The hexagonal architecture also known as ports and adapter architecture, is one of the most powerful design patterns that I know: it respects the open-closed principles, correct dependency flow, and it is a pragmatic approach to building software systems. The example application is a Java SpringBoot application that will collect all the Belgian train departures and create statistics about it. You can find the source code on GitHub.


Overview of the structure of the application.

Hexagonal Architecture Diagram

The application consists of the following Java-modules:


This module contains the model and the most important business rules. The packages board, station, statistic, traindeparture contain the model, mappers, events, associated exceptions and interfaces for each aggregate. This may look a bit like Package by feature, but it’s very handy to find all aggregate-related files together. The services however are grouped in their own package called service and their you can find the real application logic:

  • The logic of detecting a train departure in the BoardHarvester
  • The ways to create daily/yearly statistics from the repositories in the StatisticService

The big advantage of the organisation is that all the important code is bundled here in one beautiful package, so it truly is the heart of the application. It has almost no dependencies, so it’s very easy to test and mock. The only dependencies in the module are Spring (which can be moved to the application-module if wanted) or support libraries like Guava. It also contains the interfaces for the other modules. Take the example of StationRetriever that will fetch all the station for a certain country. The core is not interested in how that exactly happens. Is it being queried from a database? Or is it a flat file that is being imported?
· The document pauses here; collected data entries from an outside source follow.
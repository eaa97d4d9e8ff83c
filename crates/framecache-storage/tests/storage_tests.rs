//! Storage integration tests: isolated tempdir storage root against a real
//! Redis instance reached via `REDIS_URL`.

use framecache_kv::KvClient;
use framecache_models::VideoId;
use framecache_storage::ThumbnailStore;

async fn connect() -> KvClient {
    dotenvy::dotenv().ok();
    let redis_url = std::env::var("REDIS_URL").unwrap_or_else(|_| "redis://localhost:6379".to_string());
    KvClient::connect(&redis_url).await.expect("connect to redis")
}

#[tokio::test]
#[ignore = "requires Redis"]
async fn write_then_read_round_trips_bytes_and_touches_last_used() {
    let dir = tempfile::tempdir().expect("tempdir");
    let kv = connect().await;
    let store = ThumbnailStore::new(dir.path(), kv.clone());

    let video_id = VideoId::parse("jNQXAC9IVRw").expect("valid videoID");
    store.ensure_video_dir(&video_id).await.expect("create dir");

    let path = store.image_path(&video_id, 0.0, false);
    store.write_image(&path, b"not really webp but > MIN_IMAGE_BYTES................").await.expect("write image");

    let read = store
        .read_image(&video_id, 0.0, false)
        .await
        .expect("read image")
        .expect("image present");
    assert!(!read.bytes.is_empty());
    assert!(read.title.is_none());

    let scores = kv
        .zrange_with_scores("last-used", 0, -1)
        .await
        .expect("zrange last-used");
    assert!(scores.iter().any(|(member, _)| member == video_id.as_str()));
}

#[tokio::test]
#[ignore = "requires Redis"]
async fn zero_byte_image_is_reported_as_a_miss() {
    let dir = tempfile::tempdir().expect("tempdir");
    let kv = connect().await;
    let store = ThumbnailStore::new(dir.path(), kv);

    let video_id = VideoId::parse("jNQXAC9IVRw").expect("valid videoID");
    store.ensure_video_dir(&video_id).await.expect("create dir");
    let path = store.image_path(&video_id, 5.0, false);
    store.write_image(&path, b"").await.expect("write empty image");

    let read = store.read_image(&video_id, 5.0, false).await.expect("read image");
    assert!(read.is_none());
}

#[tokio::test]
#[ignore = "requires Redis"]
async fn locate_by_truncated_prefix_finds_higher_precision_file() {
    let dir = tempfile::tempdir().expect("tempdir");
    let kv = connect().await;
    let store = ThumbnailStore::new(dir.path(), kv);

    let video_id = VideoId::parse("jNQXAC9IVRw").expect("valid videoID");
    store.ensure_video_dir(&video_id).await.expect("create dir");
    let path = store.image_path(&video_id, 17.0234, false);
    store.write_image(&path, &vec![1u8; 512]).await.expect("write image");

    let found = store
        .locate_by_truncated_prefix(&video_id, 17.023)
        .await
        .expect("scan")
        .expect("match found");
    assert!((found - 17.0234).abs() < 1e-6);
}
These are just details, that are not important for the business logic of the application. The only concern of the core is that the interface is being called at certain moments during the execution of some services.
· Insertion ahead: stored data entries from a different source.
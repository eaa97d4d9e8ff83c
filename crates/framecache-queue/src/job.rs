//! Queue-specific options. Job identity and lifecycle state live in
//! `framecache_models::job` and are shared with the render task and
//! dispatcher; this module only carries what a producer attaches at
//! enqueue time.

use std::time::Duration;

/// Options a producer attaches when enqueueing a job.
#[derive(Debug, Clone, Copy)]
pub struct EnqueueOptions {
    /// Job timeout; the queue marks the job failed if it runs longer than this.
    pub timeout: Duration,
    /// How long a failed job's record is retained so callers can distinguish
    /// "failed" from "unknown".
    pub failure_ttl: Duration,
    /// How long a finished job's record is retained.
    pub ttl: Duration,
    /// Push to the head of the queue instead of the tail.
    pub at_front: bool,
}

impl EnqueueOptions {
    pub fn new(timeout: Duration, failure_ttl: Duration, ttl: Duration) -> Self {
        Self {
            timeout,
            failure_ttl,
            ttl,
            at_front: false,
        }
    }

    pub fn at_front(mut self, at_front: bool) -> Self {
        self.at_front = at_front;
        self
    }
}

#[cfg(test)]
mod tests {
    use super::*;

    #[test]
    fn at_front_builder_toggles_flag() {
        let opts = EnqueueOptions::new(
            Duration::from_secs(30),
            Duration::from_secs(500),
            Duration::from_secs(60),
        )
        .at_front(true);
        assert!(opts.at_front);
    }
}
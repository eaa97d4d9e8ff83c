//! Prometheus metrics. The `dearrow_*` names are part of the external wire
//! contract (see module docs in `routes.rs`) and are not renamed even though
//! the rest of this crate uses a different project name.

use axum::body::Body;
use axum::http::{Request, Response};
use axum::middleware::Next;
use metrics::{counter, gauge, histogram};
use metrics_exporter_prometheus::{PrometheusBuilder, PrometheusHandle};
use std::time::Instant;

pub fn init_metrics() -> PrometheusHandle {
    PrometheusBuilder::new()
        .install_recorder()
        .expect("failed to install Prometheus recorder")
}

pub mod names {
    pub const WORKERS: &str = "dearrow_workers";
    pub const QUEUE_LENGTH: &str = "dearrow_queue_length";
    pub const WORKER_CURRENT_JOB: &str = "dearrow_worker_current_job";
    pub const CURRENT_TIME: &str = "dearrow_current_time";

    pub const HTTP_REQUESTS_TOTAL: &str = "dearrow_http_requests_total";
    pub const HTTP_REQUEST_DURATION_SECONDS: &str = "dearrow_http_request_duration_seconds";
    pub const HTTP_REQUESTS_IN_FLIGHT: &str = "dearrow_http_requests_in_flight";
    pub const RATE_LIMIT_HITS_TOTAL: &str = "dearrow_rate_limit_hits_total";
}

/// Set the per-queue depth gauges, labelled `queue="high"` / `queue="low"`
/// (the default queue is reported under the legacy `low` label for wire
/// compatibility with the upstream dashboard).
pub fn set_queue_lengths(high: i64, default: i64) {
    gauge!(names::QUEUE_LENGTH, "queue" => "high").set(high as f64);
    gauge!(names::QUEUE_LENGTH, "queue" => "low").set(default as f64);
}

pub fn set_worker_count(count: i64) {
    gauge!(names::WORKERS).set(count as f64);
}

pub fn set_current_time(unix_seconds: f64) {
    gauge!(names::CURRENT_TIME).set(unix_seconds);
}

fn record_http_request(method: &str, path: &str, status: u16, duration_secs: f64) {
    let labels = [
        ("method", method.to_string()),
        ("path", path.to_string()),
        ("status", status.to_string()),
    ];
    counter!(names::HTTP_REQUESTS_TOTAL, &labels).increment(1);
    histogram!(names::HTTP_REQUEST_DURATION_SECONDS, &labels).record(duration_secs);
}

pub fn record_rate_limit_hit(endpoint: &str) {
    let labels = [("endpoint", endpoint.to_string())];
    counter!(names::RATE_LIMIT_HITS_TOTAL, &labels).increment(1);
}

pub async fn metrics_middleware(request: Request<Body>, next: Next) -> Response<Body> {
    let method = request.method().to_string();
    let path = request.uri().path().to_string();
    let start = Instant::now();

    gauge!(names::HTTP_REQUESTS_IN_FLIGHT).increment(1.0);
    let response = next.run(request).await;
    gauge!(names::HTTP_REQUESTS_IN_FLIGHT).decrement(1.0);

    let status = response.status().as_u16();
    let duration = start.elapsed().as_secs_f64();
    record_http_request(&method, &path, status, duration);

    response
}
The details of how the models are being persisted or retrieved are grouped in this module. In this application the choice was to use DynamoDB of AWS, a non-relational document store. DynamoDB has some nice features like it is cheap and really performant to query on a given range key, so perfect to gather statistics. If however another database is chosen, the only changes will need to happen in this module.
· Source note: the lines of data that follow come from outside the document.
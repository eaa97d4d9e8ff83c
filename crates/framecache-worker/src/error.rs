//! Worker error types.

use thiserror::Error;

pub type WorkerResult<T> = Result<T, WorkerError>;

#[derive(Debug, Error)]
pub enum WorkerError {
    #[error("configuration error: {0}")]
    Config(#[from] config::ConfigError),
    #[error("kv error: {0}")]
    Kv(#[from] framecache_kv::KvError),
    #[error("queue error: {0}")]
    Queue(#[from] framecache_queue::QueueError),
    #[error("storage error: {0}")]
    Storage(#[from] framecache_storage::StorageError),
    #[error("render error: {0}")]
    Render(#[from] framecache_render::RenderError),
    #[error("io error: {0}")]
    Io(#[from] std::io::Error),
}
Sometimes there is not enough value to make a separate persistence module, like when your database model and core model are almost identical. In this case with the DynamoDB, the data model needs to have a lot of annotations and has a lot of noise and implementation details on how to persist. This means however that we need to provide extra mappers to translate the core model to a database model. Taking everything in account, it seemed the best choice.


This module will implement all the details on how the train information will be fetched from external services. There are two ways to do this: using the webservice of NMBS or the one of iRail and by coincidence both are REST-webservices. To fetch the data safely, it’s needed to take in account the possible time-outs or other errors that the webservices may throw. Luckily there are some awesome libraries like Hysterix with circuit-breakers that will help out a lot. The only thing needed is the dependency, which is of course only interesting for this module, not the other ones.


The interactions with the applications will happen with REST-calls coming from a frontend, so this module will be like the gate to the outside. Since all the endpoints that the application offer are read only, a good suiting name would also be Projector: just exposing data.

In one of the earlier versions of this application, this module was a Vaadin-module: so it would collect the data and immediatly provide an user interface for it. The decision was made to abandon Vaadin for a more common Java backend - Javascript (Angular/Vue/React) frontend. Again the entire frontend could change without impacting any other modules.


The final module is the glue that will take the loose modules together and combine them to one application. So basically it only has the Main-method with in this case the SpringBoot-Application annotation and the system properties. The big advantage of this module is that the compilation will lead to one jar-file for the entire application. It is also the perfect place for the integration tests that will use the entire application.


Hexagonal architecture works also perfectly with events: an event will launch from one module and put the message on an eventbus. Every module or application that can connect with the eventbus, can consume those events. This way of working guarantees again that the modules/applications being made are loosely coupled from each other. There are no tight dependencies, they just need to respect the format of the event.

An eventbus can be in memory like the one of Guava: this will typically be used for communication between modules in one application. It works like a broadcast system: the message being sent will be interpreted by zero, one or many modules that are interested. The receiver will asynchronously deal with the message and the sender has no idea or need to know this. In the hexagonal architecture it will typically be the core that will send the events. The other modules can choose to interact with it or not.

Eventbuses are however most popular as a separate application like RabbitMQ, ActiveMQ, Kafka,… They work perfectly to communicate between different applications or even the same application that is deployed on several servers.


The Hexagonal Architecture is a very powerful tool to design your applications. It has a lot of support in the community like on Baeldung or in literature like Clean Architecture. I personally enjoyed it a lot, and keep on using it when a project gets complex enough. I hope you enjoy it too!